What you should do. Without changing anything, output the records below.

(Records from a collection)
◆ ◆ ◆ ◆
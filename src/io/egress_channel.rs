//! Typed channel for score egress messages
//!
//! Provides a non-blocking way to publish score updates to downstream
//! consumers. Uses bounded mpsc channels to prevent unbounded memory growth.

use crate::domain::score::ScoreUpdate;
use crate::domain::types::ContestantId;
use serde::Serialize;
use tokio::sync::mpsc;

/// Messages published to the collaborator layer
#[derive(Debug)]
pub enum EgressMessage {
    /// Updated score snapshot for one contestant
    Score(ScoreUpdate),
    /// Track lifecycle event (created, finished, session_ended)
    Track(TrackEventPayload),
}

/// Payload for track lifecycle events
#[derive(Debug, Clone, Serialize)]
pub struct TrackEventPayload {
    /// Contest identifier
    #[serde(skip_serializing_if = "Option::is_none")]
    pub contest: Option<String>,
    /// Timestamp (epoch ms)
    pub ts: i64,
    /// Event type: created, finished, session_ended
    pub t: String,
    pub contestant_id: ContestantId,
    /// Flight session ID (UUIDv7)
    pub session: String,
}

/// Sender handle for egress messages
///
/// Clone this to share across multiple producers.
/// Non-blocking - if the channel is full, messages are dropped.
#[derive(Clone)]
pub struct EgressSender {
    tx: mpsc::Sender<EgressMessage>,
    contest_id: String,
}

impl EgressSender {
    pub fn new(tx: mpsc::Sender<EgressMessage>, contest_id: String) -> Self {
        Self { tx, contest_id }
    }

    /// Publish an updated score snapshot
    pub fn send_score_update(&self, update: ScoreUpdate) {
        // Use try_send to avoid blocking - drop if channel full
        let _ = self.tx.try_send(EgressMessage::Score(update));
    }

    /// Publish a track lifecycle event
    /// Injects the contest id into the payload
    pub fn send_track_event(&self, mut payload: TrackEventPayload) {
        payload.contest = Some(self.contest_id.clone());
        let _ = self.tx.try_send(EgressMessage::Track(payload));
    }
}

/// Create a new egress channel pair
///
/// Returns (sender, receiver) where sender can be cloned and shared.
/// Buffer size determines how many messages can be queued.
pub fn create_egress_channel(
    buffer_size: usize,
    contest_id: String,
) -> (EgressSender, mpsc::Receiver<EgressMessage>) {
    let (tx, rx) = mpsc::channel(buffer_size);
    (EgressSender::new(tx, contest_id), rx)
}

#[cfg(test)]
mod tests {
    use super::*;

    #[test]
    fn test_track_event_carries_contest_id() {
        let (sender, mut rx) = create_egress_channel(8, "nationals".to_string());

        sender.send_track_event(TrackEventPayload {
            contest: None,
            ts: 1717232401000,
            t: "created".to_string(),
            contestant_id: ContestantId::from("dev-1"),
            session: "s".to_string(),
        });

        match rx.try_recv().unwrap() {
            EgressMessage::Track(payload) => {
                assert_eq!(payload.contest.as_deref(), Some("nationals"));
                assert_eq!(payload.t, "created");
            }
            other => panic!("unexpected message: {other:?}"),
        }
    }

    #[test]
    fn test_full_channel_drops_instead_of_blocking() {
        let (sender, _rx) = create_egress_channel(1, "c".to_string());
        for i in 0..10 {
            sender.send_track_event(TrackEventPayload {
                contest: None,
                ts: i,
                t: "created".to_string(),
                contestant_id: ContestantId::from("dev-1"),
                session: "s".to_string(),
            });
        }
        // No panic, no deadlock; only the buffered message survives
    }
}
◆ ◆ ◆ ◆
Response area.
filename src/io/egress_channel.rs
//! Typed channel for score egress messages
//!
//! Provides a non-blocking way to publish score updates to downstream
//! consumers. Uses bounded mpsc channels to prevent unbounded memory growth.

use crate::domain::score::ScoreUpdate;
use crate::domain::types::ContestantId;
use serde::Serialize;
use tokio::sync::mpsc;

/// Messages published to the collaborator layer
#[derive(Debug)]
pub enum EgressMessage {
    /// Updated score snapshot for one contestant
    Score(ScoreUpdate),
    /// Track lifecycle event (created, finished, session_ended)
    Track(TrackEventPayload),
}

/// Payload for track lifecycle events
#[derive(Debug, Clone, Serialize)]
pub struct TrackEventPayload {
    /// Contest identifier
    #[serde(skip_serializing_if = "Option::is_none")]
    pub contest: Option<String>,
    /// Timestamp (epoch ms)
    pub ts: i64,
    /// Event type: created, finished, session_ended
    pub t: String,
    pub contestant_id: ContestantId,
    /// Flight session ID (UUIDv7)
    pub session: String,
}

/// Sender handle for egress messages
///
/// Clone this to share across multiple producers.
/// Non-blocking - if the channel is full, messages are dropped.
#[derive(Clone)]
pub struct EgressSender {
    tx: mpsc::Sender<EgressMessage>,
    contest_id: String,
}

impl EgressSender {
    pub fn new(tx: mpsc::Sender<EgressMessage>, contest_id: String) -> Self {
        Self { tx, contest_id }
    }

    /// Publish an updated score snapshot
    pub fn send_score_update(&self, update: ScoreUpdate) {
        // Use try_send to avoid blocking - drop if channel full
        let _ = self.tx.try_send(EgressMessage::Score(update));
    }

    /// Publish a track lifecycle event
    /// Injects the contest id into the payload
    pub fn send_track_event(&self, mut payload: TrackEventPayload) {
        payload.contest = Some(self.contest_id.clone());
        let _ = self.tx.try_send(EgressMessage::Track(payload));
    }
}

/// Create a new egress channel pair
///
/// Returns (sender, receiver) where sender can be cloned and shared.
/// Buffer size determines how many messages can be queued.
pub fn create_egress_channel(
    buffer_size: usize,
    contest_id: String,
) -> (EgressSender, mpsc::Receiver<EgressMessage>) {
    let (tx, rx) = mpsc::channel(buffer_size);
    (EgressSender::new(tx, contest_id), rx)
}

#[cfg(test)]
mod tests {
    use super::*;

    #[test]
    fn test_track_event_carries_contest_id() {
        let (sender, mut rx) = create_egress_channel(8, "nationals".to_string());

        sender.send_track_event(TrackEventPayload {
            contest: None,
            ts: 1717232401000,
            t: "created".to_string(),
            contestant_id: ContestantId::from("dev-1"),
            session: "s".to_string(),
        });

        match rx.try_recv().unwrap() {
            EgressMessage::Track(payload) => {
                assert_eq!(payload.contest.as_deref(), Some("nationals"));
                assert_eq!(payload.t, "created");
            }
            other => panic!("unexpected message: {other:?}"),
        }
    }

    #[test]
    fn test_full_channel_drops_instead_of_blocking() {
        let (sender, _rx) = create_egress_channel(1, "c".to_string());
        for i in 0..10 {
            sender.send_track_event(TrackEventPayload {
                contest: None,
                ts: i,
                t: "created".to_string(),
                contestant_id: ContestantId::from("dev-1"),
                session: "s".to_string(),
            });
        }
        // No panic, no deadlock; only the buffered message survives
    }
}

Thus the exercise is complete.